Earlier at the event, British Deputy High Commissioner, Lagos, Mr. Ben Llewellyn-Jones welcoming participants, gave some disturbing statistics.

“Deforestation rate is over 3.7% per annum; and from 2013 to 2020, 99% of tree cover loss in Nigeria occurred within natural forest. Urbanisation rate is about 4.3% per annum, with over

52% of the population currently living in urban centres,” he said.

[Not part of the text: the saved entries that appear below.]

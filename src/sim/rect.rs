//! Axis-aligned rectangles and circles in screen space
//!
//! Screen coordinates: x grows right, y grows down. A rectangle is stored as
//! its four edges so block equality is an exact edge comparison:
//! - x0, x1: left and right
//! - y0, y1: top and bottom
//!
//! Both types are `Copy` values. Movement builds a new value instead of
//! patching a shared one.

use glam::Vec2;
use serde::{Deserialize, Serialize};

/// An axis-aligned rectangle
#[derive(Debug, Clone, Copy, PartialEq, Serialize, Deserialize)]
pub struct Rect {
    pub x0: f32,
    pub x1: f32,
    pub y0: f32,
    pub y1: f32,
}

impl Rect {
    pub fn new(x0: f32, x1: f32, y0: f32, y1: f32) -> Self {
        Self { x0, x1, y0, y1 }
    }

    /// Build from top-left corner and size
    pub fn from_origin(x: f32, y: f32, width: f32, height: f32) -> Self {
        Self::new(x, x + width, y, y + height)
    }

    #[inline]
    pub fn width(&self) -> f32 {
        self.x1 - self.x0
    }

    #[inline]
    pub fn height(&self) -> f32 {
        self.y1 - self.y0
    }

    #[inline]
    pub fn center(&self) -> Vec2 {
        Vec2::new(self.x1 - self.width() / 2.0, self.y1 - self.height() / 2.0)
    }

    /// Half width and half height
    #[inline]
    pub fn half_extents(&self) -> Vec2 {
        Vec2::new(self.width() / 2.0, self.height() / 2.0)
    }

    /// Same size, moved by (dx, dy)
    pub fn translated(&self, dx: f32, dy: f32) -> Self {
        Self::new(self.x0 + dx, self.x1 + dx, self.y0 + dy, self.y1 + dy)
    }

    /// True if the horizontal extent lies inside [0, width]
    pub fn within_span(&self, width: f32) -> bool {
        self.x0 >= 0.0 && self.x1 <= width
    }
}

/// A circle (the ball body)
#[derive(Debug, Clone, Copy, PartialEq, Serialize, Deserialize)]
pub struct Circle {
    pub center: Vec2,
    pub radius: f32,
}

impl Circle {
    pub fn new(center: Vec2, radius: f32) -> Self {
        Self { center, radius }
    }

    pub fn with_center(&self, center: Vec2) -> Self {
        Self {
            center,
            radius: self.radius,
        }
    }

    /// Leftmost, rightmost, top and bottom extents
    #[inline]
    pub fn left(&self) -> f32 {
        self.center.x - self.radius
    }

    #[inline]
    pub fn right(&self) -> f32 {
        self.center.x + self.radius
    }

    #[inline]
    pub fn top(&self) -> f32 {
        self.center.y - self.radius
    }

    #[inline]
    pub fn bottom(&self) -> f32 {
        self.center.y + self.radius
    }
}

#[cfg(test)]
mod tests {
    use super::*;

    #[test]
    fn test_rect_geometry() {
        let rect = Rect::from_origin(290.0, 430.0, 60.0, 20.0);
        assert_eq!(rect, Rect::new(290.0, 350.0, 430.0, 450.0));
        assert_eq!(rect.width(), 60.0);
        assert_eq!(rect.height(), 20.0);
        assert_eq!(rect.center(), Vec2::new(320.0, 440.0));
        assert_eq!(rect.half_extents(), Vec2::new(30.0, 10.0));
    }

    #[test]
    fn test_translated_is_a_new_value() {
        let rect = Rect::new(0.0, 40.0, 0.0, 20.0);
        let moved = rect.translated(20.0, 0.0);
        assert_eq!(rect.x0, 0.0);
        assert_eq!(moved, Rect::new(20.0, 60.0, 0.0, 20.0));
    }

    #[test]
    fn test_within_span() {
        assert!(Rect::new(0.0, 640.0, 0.0, 1.0).within_span(640.0));
        assert!(!Rect::new(-1.0, 59.0, 0.0, 1.0).within_span(640.0));
        assert!(!Rect::new(590.0, 650.0, 0.0, 1.0).within_span(640.0));
    }

    #[test]
    fn test_circle_extents() {
        let ball = Circle::new(Vec2::new(100.0, 50.0), 10.0);
        assert_eq!(ball.left(), 90.0);
        assert_eq!(ball.right(), 110.0);
        assert_eq!(ball.top(), 40.0);
        assert_eq!(ball.bottom(), 60.0);
        let moved = ball.with_center(Vec2::new(5.0, 5.0));
        assert_eq!(moved.radius, 10.0);
        assert_eq!(ball.center, Vec2::new(100.0, 50.0));
    }
}
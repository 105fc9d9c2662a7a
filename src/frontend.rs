//! Render/input adapter contract
//!
//! The simulation never draws, polls devices or sleeps. A frontend gets a
//! read-only snapshot each tick, answers with one command (or a quit), and is
//! shown the result afterwards.

use crate::sim::{Command, GameState, Snapshot, StepOutcome, tick};

/// What a frontend wants next
#[derive(Debug, Clone, Copy, PartialEq, Eq)]
pub enum Control {
    Command(Command),
    /// Stop the episode loop before the next tick
    Quit,
}

impl From<Command> for Control {
    fn from(command: Command) -> Self {
        Control::Command(command)
    }
}

/// A render/input collaborator
pub trait Frontend {
    /// Produce the command for the next tick
    fn poll(&mut self, snapshot: &Snapshot) -> Control;

    /// Show the state after a tick
    fn present(&mut self, _snapshot: &Snapshot, _outcome: &StepOutcome) {}
}

/// Why `run_episode` returned
#[derive(Debug, Clone, Copy, PartialEq)]
pub enum EpisodeEnd {
    /// The episode reached a terminal state; carries the final tick
    Finished(StepOutcome),
    /// The frontend asked to stop
    Quit,
}

/// Drive `state` with `frontend` until the episode ends or the frontend quits
pub fn run_episode<F: Frontend + ?Sized>(state: &mut GameState, frontend: &mut F) -> EpisodeEnd {
    let mut snapshot = state.snapshot();
    loop {
        let command = match frontend.poll(&snapshot) {
            Control::Command(command) => command,
            Control::Quit => {
                log::info!("Frontend quit at tick {}", state.ticks);
                return EpisodeEnd::Quit;
            }
        };

        let outcome = tick(state, command);
        snapshot = state.snapshot();
        frontend.present(&snapshot, &outcome);

        if outcome.terminal {
            return EpisodeEnd::Finished(outcome);
        }
    }
}
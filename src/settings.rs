//! Game configuration and variant presets
//!
//! Everything the simulation reads for geometry, launch speeds, layout and
//! rewards lives here, so a run can be reproduced from a seed plus a config.

use std::fmt;

use serde::{Deserialize, Serialize};

use crate::consts::*;

/// Frontend style the config is tuned for
#[derive(Debug, Clone, Copy, PartialEq, Eq, Serialize, Deserialize, Default)]
pub enum Variant {
    /// Reset/step environment driven by an agent
    ///
    /// Keeps the two base rows. The classic agent field had none; set
    /// `layout.base_row_count = 0` for that.
    #[default]
    Agent,
    /// Human-paced arcade play with a wider paddle and denser layout
    Arcade,
}

impl Variant {
    pub fn as_str(&self) -> &'static str {
        match self {
            Variant::Agent => "agent",
            Variant::Arcade => "arcade",
        }
    }

    pub fn from_str(s: &str) -> Option<Self> {
        match s.to_lowercase().as_str() {
            "agent" | "ai" => Some(Variant::Agent),
            "arcade" | "human" => Some(Variant::Arcade),
            _ => None,
        }
    }

    /// Ticks per second an external driver should pace this variant at
    pub fn tick_rate(&self) -> u32 {
        match self {
            Variant::Agent => AGENT_TICK_RATE,
            Variant::Arcade => ARCADE_TICK_RATE,
        }
    }
}

/// Brick grid parameters
#[derive(Debug, Clone, PartialEq, Serialize, Deserialize)]
#[serde(default)]
pub struct LayoutConfig {
    pub block_width: f32,
    pub block_height: f32,
    /// Spacing between bricks, both axes
    pub block_gap: f32,
    /// First fully populated row index
    pub base_row_start: u32,
    /// Number of fully populated rows
    pub base_row_count: u32,
    /// Random candidates drawn after the base rows (duplicates are dropped)
    pub extra_blocks: u32,
    /// Extra blocks land in rows [0, extra_row_span)
    pub extra_row_span: u32,
    pub durability_min: u8,
    pub durability_max: u8,
}

impl Default for LayoutConfig {
    fn default() -> Self {
        Self {
            block_width: BLOCK_WIDTH,
            block_height: BLOCK_SIZE,
            block_gap: BLOCK_GAP,
            base_row_start: BASE_ROW_START,
            base_row_count: BASE_ROW_COUNT,
            extra_blocks: EXTRA_BLOCKS,
            extra_row_span: EXTRA_ROW_SPAN,
            durability_min: 1,
            durability_max: 1,
        }
    }
}

/// Reward shaping for the step driver
#[derive(Debug, Clone, Copy, PartialEq, Eq, Serialize, Deserialize)]
#[serde(default)]
pub struct Rewards {
    pub paddle_hit: i32,
    pub block_hit: i32,
    /// Replaces the tick reward when the ball leaves through the floor
    pub loss: i32,
    /// Added when the last block breaks
    pub win: i32,
}

impl Default for Rewards {
    fn default() -> Self {
        Self {
            paddle_hit: PADDLE_HIT_REWARD,
            block_hit: BLOCK_HIT_REWARD,
            loss: LOSS_PENALTY,
            win: WIN_BONUS,
        }
    }
}

/// Complete simulation configuration
#[derive(Debug, Clone, PartialEq, Serialize, Deserialize)]
#[serde(default)]
pub struct GameConfig {
    pub variant: Variant,

    // === Field ===
    pub field_width: f32,
    pub field_height: f32,

    // === Paddle ===
    pub paddle_width: f32,
    pub paddle_height: f32,
    /// Distance from the paddle's bottom edge to the floor
    pub paddle_floor_gap: f32,
    /// Horizontal distance per move command
    pub paddle_step: f32,

    // === Ball ===
    pub ball_radius: f32,
    pub launch_vx_max: i32,
    pub launch_vy: f32,
    pub spin_jitter: i32,

    // === Blocks and scoring ===
    pub layout: LayoutConfig,
    pub rewards: Rewards,

    /// End the episode after this many ticks without a win or loss
    pub stall_limit: Option<u64>,
}

impl Default for GameConfig {
    fn default() -> Self {
        Self {
            variant: Variant::Agent,

            field_width: FIELD_WIDTH,
            field_height: FIELD_HEIGHT,

            paddle_width: PADDLE_WIDTH,
            paddle_height: PADDLE_HEIGHT,
            paddle_floor_gap: PADDLE_FLOOR_GAP,
            paddle_step: BLOCK_SIZE,

            ball_radius: BALL_RADIUS,
            launch_vx_max: LAUNCH_VX_MAX,
            launch_vy: LAUNCH_VY,
            spin_jitter: SPIN_JITTER,

            layout: LayoutConfig::default(),
            rewards: Rewards::default(),

            stall_limit: None,
        }
    }
}

/// Reasons a config cannot drive a simulation
#[derive(Debug, Clone, PartialEq)]
pub enum ConfigError {
    NonPositive(&'static str),
    NegativeGap(f32),
    PaddleTooWide { paddle: f32, field: f32 },
    Durability { min: u8, max: u8 },
    EmptyRowSpan,
}

impl fmt::Display for ConfigError {
    fn fmt(&self, f: &mut fmt::Formatter<'_>) -> fmt::Result {
        match self {
            ConfigError::NonPositive(field) => write!(f, "{field} must be positive"),
            ConfigError::NegativeGap(gap) => {
                write!(f, "layout.block_gap {gap} must not be negative")
            }
            ConfigError::PaddleTooWide { paddle, field } => {
                write!(f, "paddle width {paddle} does not fit field width {field}")
            }
            ConfigError::Durability { min, max } => {
                write!(f, "durability range {min}..={max} must satisfy 1 <= min <= max")
            }
            ConfigError::EmptyRowSpan => {
                write!(f, "extra_row_span must be at least 1 when extra_blocks > 0")
            }
        }
    }
}

impl std::error::Error for ConfigError {}

impl GameConfig {
    /// Create a config from a variant preset
    pub fn from_variant(variant: Variant) -> Self {
        let mut config = Self::default();
        config.apply_variant(variant);
        config
    }

    /// Apply a variant preset (updates variant-dependent fields)
    pub fn apply_variant(&mut self, variant: Variant) {
        self.variant = variant;

        match variant {
            Variant::Agent => {
                self.paddle_width = PADDLE_WIDTH;
                self.layout.extra_blocks = EXTRA_BLOCKS;
            }
            Variant::Arcade => {
                self.paddle_width = ARCADE_PADDLE_WIDTH;
                self.layout.extra_blocks = ARCADE_EXTRA_BLOCKS;
            }
        }
    }

    /// Parse a config from JSON; missing fields take their defaults
    pub fn from_json(json: &str) -> Result<Self, serde_json::Error> {
        serde_json::from_str(json)
    }

    pub fn to_json(&self) -> Result<String, serde_json::Error> {
        serde_json::to_string_pretty(self)
    }

    /// Check the config describes a playable field
    pub fn validate(&self) -> Result<(), ConfigError> {
        let positive = [
            ("field_width", self.field_width),
            ("field_height", self.field_height),
            ("paddle_width", self.paddle_width),
            ("paddle_height", self.paddle_height),
            ("paddle_step", self.paddle_step),
            ("ball_radius", self.ball_radius),
            ("layout.block_width", self.layout.block_width),
            ("layout.block_height", self.layout.block_height),
        ];
        for (name, value) in positive {
            if value.is_nan() || value <= 0.0 {
                return Err(ConfigError::NonPositive(name));
            }
        }

        let gap = self.layout.block_gap;
        if gap.is_nan() || gap < 0.0 {
            return Err(ConfigError::NegativeGap(gap));
        }

        if self.paddle_width > self.field_width {
            return Err(ConfigError::PaddleTooWide {
                paddle: self.paddle_width,
                field: self.field_width,
            });
        }

        let (min, max) = (self.layout.durability_min, self.layout.durability_max);
        if min == 0 || min > max {
            return Err(ConfigError::Durability { min, max });
        }

        if self.layout.extra_blocks > 0 && self.layout.extra_row_span == 0 {
            return Err(ConfigError::EmptyRowSpan);
        }

        Ok(())
    }

    /// Top edge of the paddle
    pub fn paddle_top(&self) -> f32 {
        self.field_height - self.paddle_floor_gap - self.paddle_height
    }
}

According to the Diplomat, “With Nigeria’s population set to double to 400million by 2050, without action to mitigate and

adapt to the impacts of climate change in Nigeria, there will be increased pressure on natural resources (resulting in conflicts) and emissions profile (under BAU scenario), as well as climate

impacts such as flooding which in 2022 has impacted 31 of 36 states, affecting over 1.4m people, displacing 808,000, and leaving over 300 dead.”

Talking about the economic implication, Llewellyn-Jones said, “The impact of climate change without action could cost between 6% and 30% of Nigeria’s GDP by 2050.”

With Nigeria’s soaring population, he however advised that there must be an urgent collaboration on clean energy. “We must urgently work together to accelerate the shift to clean power generation, including increased solar, wind deployment and greater energy efficiency, which are the most effective route to climate and energy security, and long-term prosperity.”

He however enjoined the media to take its gate-keeping roles more seriously as regarding climate change. “The media must also take up its responsibility as gatekeepers and the fourth estate of the realm to advocate for and educate every Nigerian on the importance of climate action,” he said.